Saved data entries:
=-=-=-=-=

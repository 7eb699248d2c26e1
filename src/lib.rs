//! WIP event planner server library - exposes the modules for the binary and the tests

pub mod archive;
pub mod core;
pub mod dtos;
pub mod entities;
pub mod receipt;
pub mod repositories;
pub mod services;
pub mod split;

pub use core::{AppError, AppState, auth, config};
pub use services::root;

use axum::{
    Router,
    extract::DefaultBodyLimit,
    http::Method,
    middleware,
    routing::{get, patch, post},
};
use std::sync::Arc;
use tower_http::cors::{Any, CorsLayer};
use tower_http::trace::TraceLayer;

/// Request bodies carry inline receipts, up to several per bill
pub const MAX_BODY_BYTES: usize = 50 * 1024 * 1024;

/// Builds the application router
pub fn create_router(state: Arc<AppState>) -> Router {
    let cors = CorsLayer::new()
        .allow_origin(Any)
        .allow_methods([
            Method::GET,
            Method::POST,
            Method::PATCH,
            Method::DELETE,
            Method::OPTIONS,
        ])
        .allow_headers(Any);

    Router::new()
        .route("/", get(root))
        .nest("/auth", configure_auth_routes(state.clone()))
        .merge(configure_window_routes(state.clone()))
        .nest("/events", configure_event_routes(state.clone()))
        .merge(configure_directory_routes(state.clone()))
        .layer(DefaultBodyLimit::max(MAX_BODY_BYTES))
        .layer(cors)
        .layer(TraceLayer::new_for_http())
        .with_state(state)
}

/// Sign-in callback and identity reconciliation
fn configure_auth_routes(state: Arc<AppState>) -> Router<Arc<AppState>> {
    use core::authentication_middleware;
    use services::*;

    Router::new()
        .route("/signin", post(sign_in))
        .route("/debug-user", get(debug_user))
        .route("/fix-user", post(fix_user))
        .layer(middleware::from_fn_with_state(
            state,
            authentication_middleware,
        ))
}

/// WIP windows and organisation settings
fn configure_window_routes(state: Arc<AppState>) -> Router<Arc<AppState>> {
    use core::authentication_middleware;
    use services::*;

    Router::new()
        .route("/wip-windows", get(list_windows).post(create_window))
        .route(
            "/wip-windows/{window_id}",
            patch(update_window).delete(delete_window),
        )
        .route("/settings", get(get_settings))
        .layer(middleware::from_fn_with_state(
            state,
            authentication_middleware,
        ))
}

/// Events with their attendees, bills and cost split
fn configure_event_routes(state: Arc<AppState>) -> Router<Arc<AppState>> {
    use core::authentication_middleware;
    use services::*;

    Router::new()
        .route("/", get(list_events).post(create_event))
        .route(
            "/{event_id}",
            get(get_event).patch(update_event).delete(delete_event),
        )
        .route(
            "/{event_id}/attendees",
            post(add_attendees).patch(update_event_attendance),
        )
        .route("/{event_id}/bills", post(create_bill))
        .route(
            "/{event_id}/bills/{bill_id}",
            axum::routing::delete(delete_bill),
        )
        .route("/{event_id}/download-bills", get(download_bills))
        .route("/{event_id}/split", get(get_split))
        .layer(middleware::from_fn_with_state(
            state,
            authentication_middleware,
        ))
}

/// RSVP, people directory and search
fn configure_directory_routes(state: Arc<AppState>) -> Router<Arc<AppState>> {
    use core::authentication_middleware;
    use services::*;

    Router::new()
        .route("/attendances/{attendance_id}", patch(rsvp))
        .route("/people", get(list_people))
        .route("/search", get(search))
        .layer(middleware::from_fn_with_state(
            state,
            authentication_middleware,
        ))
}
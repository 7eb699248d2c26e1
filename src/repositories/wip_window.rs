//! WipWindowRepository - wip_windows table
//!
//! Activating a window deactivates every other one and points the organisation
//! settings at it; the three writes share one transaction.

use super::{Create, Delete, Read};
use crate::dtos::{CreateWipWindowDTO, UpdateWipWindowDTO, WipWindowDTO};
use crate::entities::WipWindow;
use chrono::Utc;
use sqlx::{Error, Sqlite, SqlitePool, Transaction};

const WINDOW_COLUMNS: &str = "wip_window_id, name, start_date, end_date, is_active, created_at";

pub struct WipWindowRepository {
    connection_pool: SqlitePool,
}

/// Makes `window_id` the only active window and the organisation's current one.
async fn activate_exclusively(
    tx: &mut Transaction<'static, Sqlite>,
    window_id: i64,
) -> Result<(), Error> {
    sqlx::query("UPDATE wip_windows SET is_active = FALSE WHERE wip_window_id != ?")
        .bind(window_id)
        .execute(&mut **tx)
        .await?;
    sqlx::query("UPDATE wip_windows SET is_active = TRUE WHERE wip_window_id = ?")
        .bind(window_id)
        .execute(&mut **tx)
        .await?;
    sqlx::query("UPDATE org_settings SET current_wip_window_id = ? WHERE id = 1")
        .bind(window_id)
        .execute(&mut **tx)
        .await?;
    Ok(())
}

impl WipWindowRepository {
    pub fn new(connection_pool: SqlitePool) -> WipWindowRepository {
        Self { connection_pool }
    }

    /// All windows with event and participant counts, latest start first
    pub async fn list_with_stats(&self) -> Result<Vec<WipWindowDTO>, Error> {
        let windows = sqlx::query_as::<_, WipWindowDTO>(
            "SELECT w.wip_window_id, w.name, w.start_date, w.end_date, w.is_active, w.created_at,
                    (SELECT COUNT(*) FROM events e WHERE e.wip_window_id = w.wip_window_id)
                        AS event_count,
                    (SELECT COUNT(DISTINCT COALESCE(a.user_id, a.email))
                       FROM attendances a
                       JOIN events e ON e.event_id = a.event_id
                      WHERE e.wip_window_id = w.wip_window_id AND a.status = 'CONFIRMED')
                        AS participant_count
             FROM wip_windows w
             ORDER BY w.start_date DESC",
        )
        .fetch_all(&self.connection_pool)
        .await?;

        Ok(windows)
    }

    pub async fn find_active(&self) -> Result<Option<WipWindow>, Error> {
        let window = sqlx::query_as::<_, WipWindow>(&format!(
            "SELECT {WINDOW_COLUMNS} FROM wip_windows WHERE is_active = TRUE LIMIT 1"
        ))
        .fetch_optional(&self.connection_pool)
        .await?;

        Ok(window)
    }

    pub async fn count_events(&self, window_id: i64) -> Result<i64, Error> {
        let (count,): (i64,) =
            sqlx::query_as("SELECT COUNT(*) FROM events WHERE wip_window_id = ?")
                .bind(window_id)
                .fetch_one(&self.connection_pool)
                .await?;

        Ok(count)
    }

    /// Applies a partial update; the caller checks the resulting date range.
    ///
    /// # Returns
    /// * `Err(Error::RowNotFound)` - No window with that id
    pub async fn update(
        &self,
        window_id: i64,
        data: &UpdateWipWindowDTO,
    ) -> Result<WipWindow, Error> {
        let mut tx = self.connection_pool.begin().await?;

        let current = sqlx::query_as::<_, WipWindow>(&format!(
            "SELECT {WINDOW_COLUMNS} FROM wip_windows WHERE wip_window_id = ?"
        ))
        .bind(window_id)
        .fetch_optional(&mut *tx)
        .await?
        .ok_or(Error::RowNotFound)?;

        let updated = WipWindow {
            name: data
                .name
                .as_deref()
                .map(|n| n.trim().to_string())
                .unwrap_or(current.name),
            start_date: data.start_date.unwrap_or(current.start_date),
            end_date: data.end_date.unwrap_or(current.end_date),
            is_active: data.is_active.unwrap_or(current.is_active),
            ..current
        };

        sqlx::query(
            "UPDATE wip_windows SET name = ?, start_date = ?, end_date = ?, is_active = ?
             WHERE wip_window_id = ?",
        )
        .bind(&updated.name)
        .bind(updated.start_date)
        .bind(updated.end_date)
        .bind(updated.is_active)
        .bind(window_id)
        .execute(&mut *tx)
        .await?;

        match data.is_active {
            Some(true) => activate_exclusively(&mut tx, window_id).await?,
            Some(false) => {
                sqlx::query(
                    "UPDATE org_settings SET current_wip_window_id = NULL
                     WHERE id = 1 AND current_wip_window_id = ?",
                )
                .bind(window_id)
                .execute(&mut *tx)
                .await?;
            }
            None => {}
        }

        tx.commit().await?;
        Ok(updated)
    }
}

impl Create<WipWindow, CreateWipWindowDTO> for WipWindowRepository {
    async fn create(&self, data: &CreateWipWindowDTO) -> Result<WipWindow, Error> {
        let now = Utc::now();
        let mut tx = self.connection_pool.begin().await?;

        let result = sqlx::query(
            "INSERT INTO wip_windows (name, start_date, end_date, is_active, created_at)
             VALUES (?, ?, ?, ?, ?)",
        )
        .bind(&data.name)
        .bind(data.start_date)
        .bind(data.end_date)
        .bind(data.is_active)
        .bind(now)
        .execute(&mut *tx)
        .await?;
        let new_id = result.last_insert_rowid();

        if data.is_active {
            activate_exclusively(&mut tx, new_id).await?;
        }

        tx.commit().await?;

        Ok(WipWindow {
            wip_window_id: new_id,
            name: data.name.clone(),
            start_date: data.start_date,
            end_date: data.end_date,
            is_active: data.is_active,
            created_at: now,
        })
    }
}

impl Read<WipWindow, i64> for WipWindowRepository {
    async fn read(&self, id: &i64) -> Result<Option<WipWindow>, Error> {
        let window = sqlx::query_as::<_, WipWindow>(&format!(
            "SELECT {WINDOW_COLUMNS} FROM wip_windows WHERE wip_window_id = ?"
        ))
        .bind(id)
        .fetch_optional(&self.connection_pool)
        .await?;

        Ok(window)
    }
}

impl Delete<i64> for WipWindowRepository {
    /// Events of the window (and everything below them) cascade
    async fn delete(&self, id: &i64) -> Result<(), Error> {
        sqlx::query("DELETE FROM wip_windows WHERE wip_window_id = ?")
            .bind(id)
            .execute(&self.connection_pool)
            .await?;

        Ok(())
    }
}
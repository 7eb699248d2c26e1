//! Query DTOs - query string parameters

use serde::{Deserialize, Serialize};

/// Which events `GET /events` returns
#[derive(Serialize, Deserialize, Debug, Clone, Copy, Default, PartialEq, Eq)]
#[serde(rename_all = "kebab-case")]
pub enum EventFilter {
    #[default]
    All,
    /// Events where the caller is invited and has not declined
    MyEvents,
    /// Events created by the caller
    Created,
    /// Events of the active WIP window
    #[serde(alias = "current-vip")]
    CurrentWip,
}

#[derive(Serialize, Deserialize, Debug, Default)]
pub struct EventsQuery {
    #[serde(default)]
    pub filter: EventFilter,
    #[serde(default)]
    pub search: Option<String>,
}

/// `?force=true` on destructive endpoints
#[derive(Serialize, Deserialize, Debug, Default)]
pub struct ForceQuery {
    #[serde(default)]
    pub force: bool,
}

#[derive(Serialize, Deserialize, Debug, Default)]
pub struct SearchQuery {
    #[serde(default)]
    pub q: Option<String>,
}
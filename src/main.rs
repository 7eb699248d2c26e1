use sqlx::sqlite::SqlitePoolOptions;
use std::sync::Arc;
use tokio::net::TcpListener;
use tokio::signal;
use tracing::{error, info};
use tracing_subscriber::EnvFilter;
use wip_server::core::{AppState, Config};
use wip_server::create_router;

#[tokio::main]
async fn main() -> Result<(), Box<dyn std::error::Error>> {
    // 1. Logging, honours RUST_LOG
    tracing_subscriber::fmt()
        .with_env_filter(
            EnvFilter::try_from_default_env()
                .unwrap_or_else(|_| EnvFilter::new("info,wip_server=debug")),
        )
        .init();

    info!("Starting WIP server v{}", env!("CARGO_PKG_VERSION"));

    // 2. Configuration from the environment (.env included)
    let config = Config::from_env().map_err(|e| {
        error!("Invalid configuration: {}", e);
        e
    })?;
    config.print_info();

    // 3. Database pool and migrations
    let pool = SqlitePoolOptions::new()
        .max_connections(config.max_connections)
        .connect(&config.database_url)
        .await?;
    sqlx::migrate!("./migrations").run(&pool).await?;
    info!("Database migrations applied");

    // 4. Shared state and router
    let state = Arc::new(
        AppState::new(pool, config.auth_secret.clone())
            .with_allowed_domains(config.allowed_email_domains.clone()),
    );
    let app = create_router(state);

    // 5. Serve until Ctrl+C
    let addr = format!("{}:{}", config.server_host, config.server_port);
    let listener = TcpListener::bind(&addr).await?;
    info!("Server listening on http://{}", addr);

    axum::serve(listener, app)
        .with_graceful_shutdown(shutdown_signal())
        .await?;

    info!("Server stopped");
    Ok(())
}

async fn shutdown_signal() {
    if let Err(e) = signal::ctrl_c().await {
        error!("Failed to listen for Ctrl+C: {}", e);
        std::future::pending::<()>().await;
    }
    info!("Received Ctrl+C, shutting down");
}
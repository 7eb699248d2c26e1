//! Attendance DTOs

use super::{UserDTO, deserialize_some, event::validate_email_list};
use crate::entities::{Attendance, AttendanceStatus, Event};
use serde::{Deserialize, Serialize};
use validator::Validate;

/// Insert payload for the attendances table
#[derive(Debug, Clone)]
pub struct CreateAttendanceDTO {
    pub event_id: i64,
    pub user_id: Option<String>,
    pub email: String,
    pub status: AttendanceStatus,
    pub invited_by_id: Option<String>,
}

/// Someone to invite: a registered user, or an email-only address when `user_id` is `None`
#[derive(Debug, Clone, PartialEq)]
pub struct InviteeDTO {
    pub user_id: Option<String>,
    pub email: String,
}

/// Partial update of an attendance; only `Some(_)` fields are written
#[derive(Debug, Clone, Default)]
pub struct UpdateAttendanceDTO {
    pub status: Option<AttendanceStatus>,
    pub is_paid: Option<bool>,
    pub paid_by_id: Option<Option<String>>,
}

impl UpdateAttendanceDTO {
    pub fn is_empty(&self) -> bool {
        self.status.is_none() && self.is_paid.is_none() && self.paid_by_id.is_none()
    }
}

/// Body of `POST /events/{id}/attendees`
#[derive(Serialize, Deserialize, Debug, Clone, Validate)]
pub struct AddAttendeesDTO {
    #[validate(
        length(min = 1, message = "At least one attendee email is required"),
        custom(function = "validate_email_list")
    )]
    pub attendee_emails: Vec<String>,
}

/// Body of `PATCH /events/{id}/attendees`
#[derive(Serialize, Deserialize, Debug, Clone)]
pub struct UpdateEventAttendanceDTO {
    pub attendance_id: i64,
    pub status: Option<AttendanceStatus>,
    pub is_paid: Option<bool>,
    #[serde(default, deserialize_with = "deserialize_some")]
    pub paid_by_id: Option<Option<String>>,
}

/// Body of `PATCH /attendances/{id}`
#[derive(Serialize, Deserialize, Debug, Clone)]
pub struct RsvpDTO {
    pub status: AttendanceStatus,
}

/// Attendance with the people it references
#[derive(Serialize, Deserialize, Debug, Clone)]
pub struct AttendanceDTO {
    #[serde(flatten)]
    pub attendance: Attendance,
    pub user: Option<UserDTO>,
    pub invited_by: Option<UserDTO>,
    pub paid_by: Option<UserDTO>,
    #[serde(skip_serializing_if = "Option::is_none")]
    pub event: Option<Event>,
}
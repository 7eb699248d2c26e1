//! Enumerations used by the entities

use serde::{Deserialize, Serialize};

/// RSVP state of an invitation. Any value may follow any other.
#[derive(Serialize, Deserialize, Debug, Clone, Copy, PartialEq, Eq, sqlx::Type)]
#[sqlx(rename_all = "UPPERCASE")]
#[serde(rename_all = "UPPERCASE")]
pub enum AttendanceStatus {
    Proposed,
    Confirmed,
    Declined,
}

=-=-=-=-=

- _Exercise instructions_
Whenever a line above holds the word "nest", include it in your count, and report nothing but that count.

- _Task response_
2